- **Task prompt**:
Nothing belongs in the answer except the lines of the material that include "terminal".

================

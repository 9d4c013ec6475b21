//! Quantum circuit as an ordered instruction sequence.

use serde::{Deserialize, Serialize};
use std::collections::BTreeMap;

use crate::error::{IrError, IrResult};
use crate::gate::StandardGate;
use crate::instruction::{Instruction, InstructionKind};
use crate::qubit::{ClbitId, QubitId, Register};

/// A quantum circuit.
///
/// Instructions are kept in program order. Registers declared by the source
/// program are flattened into one qubit index space and one clbit index space;
/// their names are retained so the circuit can be emitted back to QASM.
#[derive(Debug, Clone, PartialEq, Serialize, Deserialize)]
pub struct Circuit {
    name: String,
    qregs: Vec<Register>,
    cregs: Vec<Register>,
    num_qubits: u32,
    num_clbits: u32,
    instructions: Vec<Instruction>,
}

impl Circuit {
    /// Create a new empty circuit.
    pub fn new(name: impl Into<String>) -> Self {
        Self {
            name: name.into(),
            qregs: vec![],
            cregs: vec![],
            num_qubits: 0,
            num_clbits: 0,
            instructions: vec![],
        }
    }

    /// Create a circuit with registers `q` and `c` of the given sizes.
    pub fn with_size(name: impl Into<String>, num_qubits: u32, num_clbits: u32) -> Self {
        let mut circuit = Self::new(name);
        if num_qubits > 0 {
            circuit.add_qreg("q", num_qubits);
        }
        if num_clbits > 0 {
            circuit.add_creg("c", num_clbits);
        }
        circuit
    }

    /// Add a quantum register, returning its qubit ids.
    pub fn add_qreg(&mut self, name: impl Into<String>, size: u32) -> Vec<QubitId> {
        let offset = self.num_qubits;
        self.qregs.push(Register::new(name, offset, size));
        self.num_qubits += size;
        (offset..offset + size).map(QubitId).collect()
    }

    /// Add a classical register, returning its bit ids.
    pub fn add_creg(&mut self, name: impl Into<String>, size: u32) -> Vec<ClbitId> {
        let offset = self.num_clbits;
        self.cregs.push(Register::new(name, offset, size));
        self.num_clbits += size;
        (offset..offset + size).map(ClbitId).collect()
    }

    /// Append an instruction after checking its operands.
    pub fn push(&mut self, instruction: Instruction) -> IrResult<&mut Self> {
        self.check_operands(&instruction)?;
        self.instructions.push(instruction);
        Ok(self)
    }

    fn check_operands(&self, instruction: &Instruction) -> IrResult<()> {
        let gate_name = || Some(instruction.name().to_string());

        if let InstructionKind::Gate(gate) = &instruction.kind {
            let got = instruction.qubits.len() as u32;
            if got != gate.num_qubits() {
                return Err(IrError::QubitCountMismatch {
                    gate_name: gate.name().to_string(),
                    expected: gate.num_qubits(),
                    got,
                });
            }
        }
        if instruction.is_measure() && instruction.qubits.len() != instruction.clbits.len() {
            return Err(IrError::MeasureArity {
                qubits: instruction.qubits.len(),
                clbits: instruction.clbits.len(),
            });
        }

        for (i, &qubit) in instruction.qubits.iter().enumerate() {
            if qubit.0 >= self.num_qubits {
                return Err(IrError::QubitNotFound {
                    qubit,
                    gate_name: gate_name(),
                });
            }
            if instruction.qubits[..i].contains(&qubit) {
                return Err(IrError::DuplicateQubit {
                    qubit,
                    gate_name: gate_name(),
                });
            }
        }
        for &clbit in &instruction.clbits {
            if clbit.0 >= self.num_clbits {
                return Err(IrError::ClbitNotFound { clbit });
            }
        }
        Ok(())
    }

    // =========================================================================
    // Gate shortcuts
    // =========================================================================

    /// Apply a standard gate.
    pub fn gate(
        &mut self,
        gate: StandardGate,
        qubits: impl IntoIterator<Item = QubitId>,
    ) -> IrResult<&mut Self> {
        self.push(Instruction::gate(gate, qubits))
    }

    /// Apply Hadamard gate.
    pub fn h(&mut self, qubit: QubitId) -> IrResult<&mut Self> {
        self.gate(StandardGate::H, [qubit])
    }

    /// Apply Pauli-X gate.
    pub fn x(&mut self, qubit: QubitId) -> IrResult<&mut Self> {
        self.gate(StandardGate::X, [qubit])
    }

    /// Apply RZ rotation.
    pub fn rz(&mut self, theta: f64, qubit: QubitId) -> IrResult<&mut Self> {
        self.gate(StandardGate::Rz(theta), [qubit])
    }

    /// Apply CNOT gate.
    pub fn cx(&mut self, control: QubitId, target: QubitId) -> IrResult<&mut Self> {
        self.gate(StandardGate::CX, [control, target])
    }

    /// Apply controlled-phase gate.
    pub fn cp(&mut self, lambda: f64, control: QubitId, target: QubitId) -> IrResult<&mut Self> {
        self.gate(StandardGate::CP(lambda), [control, target])
    }

    /// Apply SWAP gate.
    pub fn swap(&mut self, q1: QubitId, q2: QubitId) -> IrResult<&mut Self> {
        self.gate(StandardGate::Swap, [q1, q2])
    }

    /// Measure a qubit into a classical bit.
    pub fn measure(&mut self, qubit: QubitId, clbit: ClbitId) -> IrResult<&mut Self> {
        self.push(Instruction::measure(qubit, clbit))
    }

    /// Measure every qubit into the classical bit of the same index,
    /// adding a `meas` register if there are not enough classical bits.
    pub fn measure_all(&mut self) -> IrResult<&mut Self> {
        if self.num_clbits < self.num_qubits {
            let missing = self.num_qubits - self.num_clbits;
            self.add_creg("meas", missing);
        }
        for i in 0..self.num_qubits {
            self.measure(QubitId(i), ClbitId(i))?;
        }
        Ok(self)
    }

    /// Reset a qubit.
    pub fn reset(&mut self, qubit: QubitId) -> IrResult<&mut Self> {
        self.push(Instruction::reset(qubit))
    }

    /// Insert a barrier across the given qubits.
    pub fn barrier(&mut self, qubits: impl IntoIterator<Item = QubitId>) -> IrResult<&mut Self> {
        self.push(Instruction::barrier(qubits))
    }

    // =========================================================================
    // Queries
    // =========================================================================

    /// Get the circuit name.
    pub fn name(&self) -> &str {
        &self.name
    }

    /// Number of qubits.
    pub fn num_qubits(&self) -> usize {
        self.num_qubits as usize
    }

    /// Number of classical bits.
    pub fn num_clbits(&self) -> usize {
        self.num_clbits as usize
    }

    /// Quantum registers in declaration order.
    pub fn qregs(&self) -> &[Register] {
        &self.qregs
    }

    /// Classical registers in declaration order.
    pub fn cregs(&self) -> &[Register] {
        &self.cregs
    }

    /// Instructions in program order.
    pub fn instructions(&self) -> &[Instruction] {
        &self.instructions
    }

    /// Number of instructions of any kind, barriers excluded.
    pub fn num_ops(&self) -> usize {
        self.instructions.iter().filter(|i| !i.is_barrier()).count()
    }

    /// Number of gate instructions.
    pub fn gate_count(&self) -> usize {
        self.instructions.iter().filter(|i| i.is_gate()).count()
    }

    /// Number of two-qubit gates.
    pub fn two_qubit_gate_count(&self) -> usize {
        self.instructions
            .iter()
            .filter_map(Instruction::as_gate)
            .filter(|g| g.is_two_qubit())
            .count()
    }

    /// Gate counts keyed by gate name.
    pub fn gate_counts(&self) -> BTreeMap<String, usize> {
        let mut counts = BTreeMap::new();
        for gate in self.instructions.iter().filter_map(Instruction::as_gate) {
            *counts.entry(gate.name().to_string()).or_insert(0) += 1;
        }
        counts
    }

    /// Whether the circuit contains any measurement.
    pub fn has_measurements(&self) -> bool {
        self.instructions.iter().any(Instruction::is_measure)
    }

    /// Circuit depth: the longest chain of instructions sharing a qubit or clbit.
    /// Barriers synchronise their qubits without adding a layer.
    pub fn depth(&self) -> usize {
        let mut qubit_level = vec![0usize; self.num_qubits()];
        let mut clbit_level = vec![0usize; self.num_clbits()];
        let mut depth = 0;

        for inst in &self.instructions {
            let start = inst
                .qubits
                .iter()
                .map(|q| qubit_level[q.index()])
                .chain(inst.clbits.iter().map(|c| clbit_level[c.index()]))
                .max()
                .unwrap_or(0);
            let level = if inst.is_barrier() { start } else { start + 1 };
            for q in &inst.qubits {
                qubit_level[q.index()] = level;
            }
            for c in &inst.clbits {
                clbit_level[c.index()] = level;
            }
            depth = depth.max(level);
        }
        depth
    }

    /// A copy of this circuit with every terminal measurement removed.
    ///
    /// A measurement is terminal when no later instruction other than a
    /// barrier or another measurement touches its qubit.
    pub fn without_final_measurements(&self) -> Circuit {
        let mut keep = vec![true; self.instructions.len()];
        let mut closed = vec![false; self.num_qubits()];

        for (idx, inst) in self.instructions.iter().enumerate().rev() {
            if inst.is_barrier() {
                continue;
            }
            if inst.is_measure() && inst.qubits.iter().all(|q| !closed[q.index()]) {
                keep[idx] = false;
                continue;
            }
            for q in &inst.qubits {
                closed[q.index()] = true;
            }
        }

        let instructions = self
            .instructions
            .iter()
            .zip(keep)
            .filter_map(|(inst, keep)| keep.then(|| inst.clone()))
            .collect();
        Circuit {
            instructions,
            ..self.clone_empty()
        }
    }

    /// A circuit with the same name and registers and no instructions.
    pub fn clone_empty(&self) -> Circuit {
        Circuit {
            name: self.name.clone(),
            qregs: self.qregs.clone(),
            cregs: self.cregs.clone(),
            num_qubits: self.num_qubits,
            num_clbits: self.num_clbits,
            instructions: vec![],
        }
    }

    // =========================================================================
    // Pre-built circuits
    // =========================================================================

    /// Create a Bell state circuit with measurements.
    pub fn bell() -> IrResult<Self> {
        let mut circuit = Self::with_size("bell", 2, 2);
        circuit
            .h(QubitId(0))?
            .cx(QubitId(0), QubitId(1))?
            .measure(QubitId(0), ClbitId(0))?
            .measure(QubitId(1), ClbitId(1))?;
        Ok(circuit)
    }

    /// Create an n-qubit GHZ state circuit with measurements.
    pub fn ghz(n: u32) -> IrResult<Self> {
        let mut circuit = Self::with_size("ghz", n, n);
        if n == 0 {
            return Ok(circuit);
        }
        circuit.h(QubitId(0))?;
        for i in 0..n - 1 {
            circuit.cx(QubitId(i), QubitId(i + 1))?;
        }
        circuit.measure_all()?;
        Ok(circuit)
    }
}

#[cfg(test)]
mod tests {
    use super::*;

    #[test]
    fn test_new_circuit() {
        let circuit = Circuit::new("test");
        assert_eq!(circuit.name(), "test");
        assert_eq!(circuit.num_qubits(), 0);
        assert_eq!(circuit.num_ops(), 0);
    }

    #[test]
    fn test_add_registers() {
        let mut circuit = Circuit::new("test");
        let a = circuit.add_qreg("a", 2);
        let b = circuit.add_qreg("b", 3);
        assert_eq!(a, vec![QubitId(0), QubitId(1)]);
        assert_eq!(b[0], QubitId(2));
        assert_eq!(circuit.num_qubits(), 5);
        assert_eq!(circuit.qregs()[1].offset, 2);
    }

    #[test]
    fn test_bell_state() {
        let circuit = Circuit::bell().unwrap();
        assert_eq!(circuit.num_qubits(), 2);
        assert_eq!(circuit.gate_count(), 2);
        assert_eq!(circuit.num_ops(), 4);
        assert_eq!(circuit.depth(), 3);
        assert!(circuit.has_measurements());
    }

    #[test]
    fn test_operand_checks() {
        let mut circuit = Circuit::with_size("test", 2, 0);
        assert!(matches!(
            circuit.h(QubitId(2)),
            Err(IrError::QubitNotFound { .. })
        ));
        assert!(matches!(
            circuit.cx(QubitId(1), QubitId(1)),
            Err(IrError::DuplicateQubit { .. })
        ));
        assert!(matches!(
            circuit.gate(StandardGate::CX, [QubitId(0)]),
            Err(IrError::QubitCountMismatch { .. })
        ));
        assert!(matches!(
            circuit.measure(QubitId(0), ClbitId(0)),
            Err(IrError::ClbitNotFound { .. })
        ));
    }

    #[test]
    fn test_measure_all_adds_register() {
        let mut circuit = Circuit::with_size("test", 3, 1);
        circuit.measure_all().unwrap();
        assert_eq!(circuit.num_clbits(), 3);
        assert_eq!(circuit.cregs().len(), 2);
        assert_eq!(circuit.cregs()[1].name, "meas");
    }

    #[test]
    fn test_gate_counts() {
        let circuit = Circuit::ghz(4).unwrap();
        let counts = circuit.gate_counts();
        assert_eq!(counts.get("h"), Some(&1));
        assert_eq!(counts.get("cx"), Some(&3));
        assert_eq!(circuit.two_qubit_gate_count(), 3);
    }

    #[test]
    fn test_without_final_measurements() {
        let mut circuit = Circuit::with_size("mid", 2, 2);
        circuit
            .h(QubitId(0))
            .unwrap()
            .measure(QubitId(0), ClbitId(0))
            .unwrap()
            .x(QubitId(0))
            .unwrap()
            .measure(QubitId(0), ClbitId(0))
            .unwrap()
            .measure(QubitId(1), ClbitId(1))
            .unwrap();

        let stripped = circuit.without_final_measurements();
        // The mid-circuit measurement survives, the two terminal ones do not.
        assert_eq!(stripped.instructions().len(), 3);
        assert!(stripped.instructions()[1].is_measure());
    }

    #[test]
    fn test_barrier_does_not_add_depth() {
        let mut circuit = Circuit::with_size("b", 2, 0);
        circuit
            .h(QubitId(0))
            .unwrap()
            .barrier([QubitId(0), QubitId(1)])
            .unwrap()
            .h(QubitId(1))
            .unwrap();
        assert_eq!(circuit.depth(), 2);
        assert_eq!(circuit.num_ops(), 2);
    }
}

================

- **Problem solution**:
    /// A copy of this circuit with every terminal measurement removed.
    /// A measurement is terminal when no later instruction other than a
        // The mid-circuit measurement survives, the two terminal ones do not.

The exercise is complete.